# Exercise brief:
Starting at the line with "pub fn extract_host(url: &Url)" and going on through the line with "explicit non-default port.", reproduce each line in the records below exactly and nothing more.

[Saved data entries]
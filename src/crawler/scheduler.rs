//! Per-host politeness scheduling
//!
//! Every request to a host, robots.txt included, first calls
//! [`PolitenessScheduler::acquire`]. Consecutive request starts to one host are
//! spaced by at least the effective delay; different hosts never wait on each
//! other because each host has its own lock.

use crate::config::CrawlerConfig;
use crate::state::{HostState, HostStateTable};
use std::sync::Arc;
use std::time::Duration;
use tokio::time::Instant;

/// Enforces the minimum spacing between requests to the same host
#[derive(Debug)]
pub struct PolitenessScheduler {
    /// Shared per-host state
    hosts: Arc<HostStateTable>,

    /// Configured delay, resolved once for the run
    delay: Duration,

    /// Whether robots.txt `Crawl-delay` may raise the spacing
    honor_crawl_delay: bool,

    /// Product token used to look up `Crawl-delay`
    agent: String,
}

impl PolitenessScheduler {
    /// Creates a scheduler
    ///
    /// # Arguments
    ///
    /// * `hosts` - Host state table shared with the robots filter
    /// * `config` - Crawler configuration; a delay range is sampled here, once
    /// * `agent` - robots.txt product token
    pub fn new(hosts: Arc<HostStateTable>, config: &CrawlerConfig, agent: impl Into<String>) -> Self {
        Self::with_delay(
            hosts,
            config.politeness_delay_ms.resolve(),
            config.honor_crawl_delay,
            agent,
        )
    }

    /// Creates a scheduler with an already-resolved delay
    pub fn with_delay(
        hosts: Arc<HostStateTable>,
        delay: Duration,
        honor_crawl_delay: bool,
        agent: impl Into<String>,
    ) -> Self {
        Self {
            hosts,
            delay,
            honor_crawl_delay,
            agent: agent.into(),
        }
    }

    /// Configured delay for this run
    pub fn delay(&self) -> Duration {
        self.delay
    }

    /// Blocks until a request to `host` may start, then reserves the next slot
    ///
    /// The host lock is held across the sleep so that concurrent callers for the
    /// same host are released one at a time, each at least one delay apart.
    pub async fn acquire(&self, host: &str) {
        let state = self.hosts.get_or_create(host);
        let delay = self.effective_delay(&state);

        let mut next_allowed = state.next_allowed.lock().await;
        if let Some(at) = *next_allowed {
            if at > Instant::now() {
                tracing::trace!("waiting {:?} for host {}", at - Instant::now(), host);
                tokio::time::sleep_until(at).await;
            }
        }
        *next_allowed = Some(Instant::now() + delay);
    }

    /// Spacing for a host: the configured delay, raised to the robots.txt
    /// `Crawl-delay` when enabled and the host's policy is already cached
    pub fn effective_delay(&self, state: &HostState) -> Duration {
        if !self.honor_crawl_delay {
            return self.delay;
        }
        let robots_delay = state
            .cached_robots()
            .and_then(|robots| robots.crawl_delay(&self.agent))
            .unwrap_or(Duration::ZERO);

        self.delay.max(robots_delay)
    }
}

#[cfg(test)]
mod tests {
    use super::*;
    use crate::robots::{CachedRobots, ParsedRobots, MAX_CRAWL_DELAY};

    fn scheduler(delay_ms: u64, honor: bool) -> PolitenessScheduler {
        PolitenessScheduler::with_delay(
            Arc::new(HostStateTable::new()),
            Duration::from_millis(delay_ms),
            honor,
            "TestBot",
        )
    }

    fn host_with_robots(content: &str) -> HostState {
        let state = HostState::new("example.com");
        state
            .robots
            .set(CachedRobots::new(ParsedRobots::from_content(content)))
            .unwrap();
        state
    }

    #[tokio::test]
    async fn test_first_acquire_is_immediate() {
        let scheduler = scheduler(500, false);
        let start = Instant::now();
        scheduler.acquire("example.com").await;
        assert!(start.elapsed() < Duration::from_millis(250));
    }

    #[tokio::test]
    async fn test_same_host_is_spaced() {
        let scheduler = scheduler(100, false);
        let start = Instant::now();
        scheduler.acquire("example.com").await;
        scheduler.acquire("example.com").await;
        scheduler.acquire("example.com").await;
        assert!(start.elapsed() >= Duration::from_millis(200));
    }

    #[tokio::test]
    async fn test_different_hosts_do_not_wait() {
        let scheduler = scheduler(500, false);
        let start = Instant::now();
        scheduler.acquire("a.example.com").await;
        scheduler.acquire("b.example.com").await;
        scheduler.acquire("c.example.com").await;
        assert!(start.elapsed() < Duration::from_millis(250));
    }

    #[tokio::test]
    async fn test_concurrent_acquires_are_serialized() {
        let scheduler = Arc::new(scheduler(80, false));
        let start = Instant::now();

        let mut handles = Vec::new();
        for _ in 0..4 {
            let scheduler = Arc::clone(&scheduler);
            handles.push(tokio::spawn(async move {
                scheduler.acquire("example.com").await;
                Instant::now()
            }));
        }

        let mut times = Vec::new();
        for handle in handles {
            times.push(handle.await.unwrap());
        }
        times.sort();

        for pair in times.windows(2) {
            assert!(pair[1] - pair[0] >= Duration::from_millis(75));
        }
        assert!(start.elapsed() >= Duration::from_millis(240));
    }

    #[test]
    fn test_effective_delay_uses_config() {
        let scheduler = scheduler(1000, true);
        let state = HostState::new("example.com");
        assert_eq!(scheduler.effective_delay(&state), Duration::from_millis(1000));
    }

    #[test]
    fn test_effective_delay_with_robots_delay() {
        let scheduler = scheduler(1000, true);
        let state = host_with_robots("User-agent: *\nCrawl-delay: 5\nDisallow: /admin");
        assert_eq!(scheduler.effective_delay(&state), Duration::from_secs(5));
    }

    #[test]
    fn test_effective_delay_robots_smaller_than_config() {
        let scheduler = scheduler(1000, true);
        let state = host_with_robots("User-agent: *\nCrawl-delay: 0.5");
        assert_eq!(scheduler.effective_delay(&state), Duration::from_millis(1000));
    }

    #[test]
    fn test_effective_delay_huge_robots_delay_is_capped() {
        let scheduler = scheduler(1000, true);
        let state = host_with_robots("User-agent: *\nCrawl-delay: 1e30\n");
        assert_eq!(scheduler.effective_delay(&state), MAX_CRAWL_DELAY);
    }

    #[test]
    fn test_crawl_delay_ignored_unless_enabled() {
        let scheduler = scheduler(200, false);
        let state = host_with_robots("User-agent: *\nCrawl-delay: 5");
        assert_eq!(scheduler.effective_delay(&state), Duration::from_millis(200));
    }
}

---

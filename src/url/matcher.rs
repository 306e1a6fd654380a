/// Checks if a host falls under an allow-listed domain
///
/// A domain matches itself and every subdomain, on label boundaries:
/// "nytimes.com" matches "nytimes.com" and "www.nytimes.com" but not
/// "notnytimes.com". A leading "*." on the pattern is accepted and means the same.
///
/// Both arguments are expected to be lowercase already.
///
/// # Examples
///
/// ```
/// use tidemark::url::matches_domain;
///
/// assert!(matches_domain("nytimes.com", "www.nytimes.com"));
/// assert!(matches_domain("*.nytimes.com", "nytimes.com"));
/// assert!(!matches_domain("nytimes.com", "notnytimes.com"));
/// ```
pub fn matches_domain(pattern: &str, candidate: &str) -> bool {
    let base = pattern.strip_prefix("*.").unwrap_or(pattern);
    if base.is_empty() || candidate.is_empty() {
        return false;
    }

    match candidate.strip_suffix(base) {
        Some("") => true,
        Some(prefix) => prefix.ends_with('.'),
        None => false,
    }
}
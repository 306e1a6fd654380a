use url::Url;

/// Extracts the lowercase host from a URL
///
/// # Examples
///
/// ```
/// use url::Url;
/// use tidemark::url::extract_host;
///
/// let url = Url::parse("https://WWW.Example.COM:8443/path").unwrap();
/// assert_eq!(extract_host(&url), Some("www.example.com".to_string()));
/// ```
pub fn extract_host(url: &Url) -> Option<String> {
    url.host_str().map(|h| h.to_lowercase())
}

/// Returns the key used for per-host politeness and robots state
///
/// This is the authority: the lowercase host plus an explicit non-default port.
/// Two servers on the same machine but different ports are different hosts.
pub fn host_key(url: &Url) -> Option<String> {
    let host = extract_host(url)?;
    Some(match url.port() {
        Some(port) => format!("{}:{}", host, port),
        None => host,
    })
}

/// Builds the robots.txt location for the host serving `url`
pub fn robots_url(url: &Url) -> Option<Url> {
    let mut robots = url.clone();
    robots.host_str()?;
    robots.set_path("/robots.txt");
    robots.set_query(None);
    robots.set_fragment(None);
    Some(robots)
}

...

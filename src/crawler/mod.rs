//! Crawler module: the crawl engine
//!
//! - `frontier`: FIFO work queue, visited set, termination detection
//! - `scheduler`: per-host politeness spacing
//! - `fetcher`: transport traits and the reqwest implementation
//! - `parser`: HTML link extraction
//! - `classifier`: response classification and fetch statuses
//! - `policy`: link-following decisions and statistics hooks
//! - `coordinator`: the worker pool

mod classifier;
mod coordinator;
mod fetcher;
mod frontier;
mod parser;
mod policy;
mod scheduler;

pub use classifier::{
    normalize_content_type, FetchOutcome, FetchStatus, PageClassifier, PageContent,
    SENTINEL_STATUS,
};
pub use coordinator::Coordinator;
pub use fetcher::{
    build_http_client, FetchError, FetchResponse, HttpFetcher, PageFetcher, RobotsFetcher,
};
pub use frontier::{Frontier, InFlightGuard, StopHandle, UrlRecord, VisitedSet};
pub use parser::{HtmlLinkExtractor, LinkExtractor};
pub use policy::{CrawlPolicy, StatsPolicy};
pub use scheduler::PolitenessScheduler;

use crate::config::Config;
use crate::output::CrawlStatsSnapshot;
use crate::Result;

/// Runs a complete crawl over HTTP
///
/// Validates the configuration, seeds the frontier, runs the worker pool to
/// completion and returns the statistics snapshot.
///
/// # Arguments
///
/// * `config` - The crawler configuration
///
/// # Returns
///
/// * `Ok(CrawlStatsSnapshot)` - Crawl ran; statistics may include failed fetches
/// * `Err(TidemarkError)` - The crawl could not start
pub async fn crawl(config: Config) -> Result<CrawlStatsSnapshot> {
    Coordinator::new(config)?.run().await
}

# Answer box:
pub fn extract_host(url: &Url) -> Option<String> {
    url.host_str().map(|h| h.to_lowercase())
}

/// Returns the key used for per-host politeness and robots state
///
/// This is the authority: the lowercase host plus an explicit non-default port.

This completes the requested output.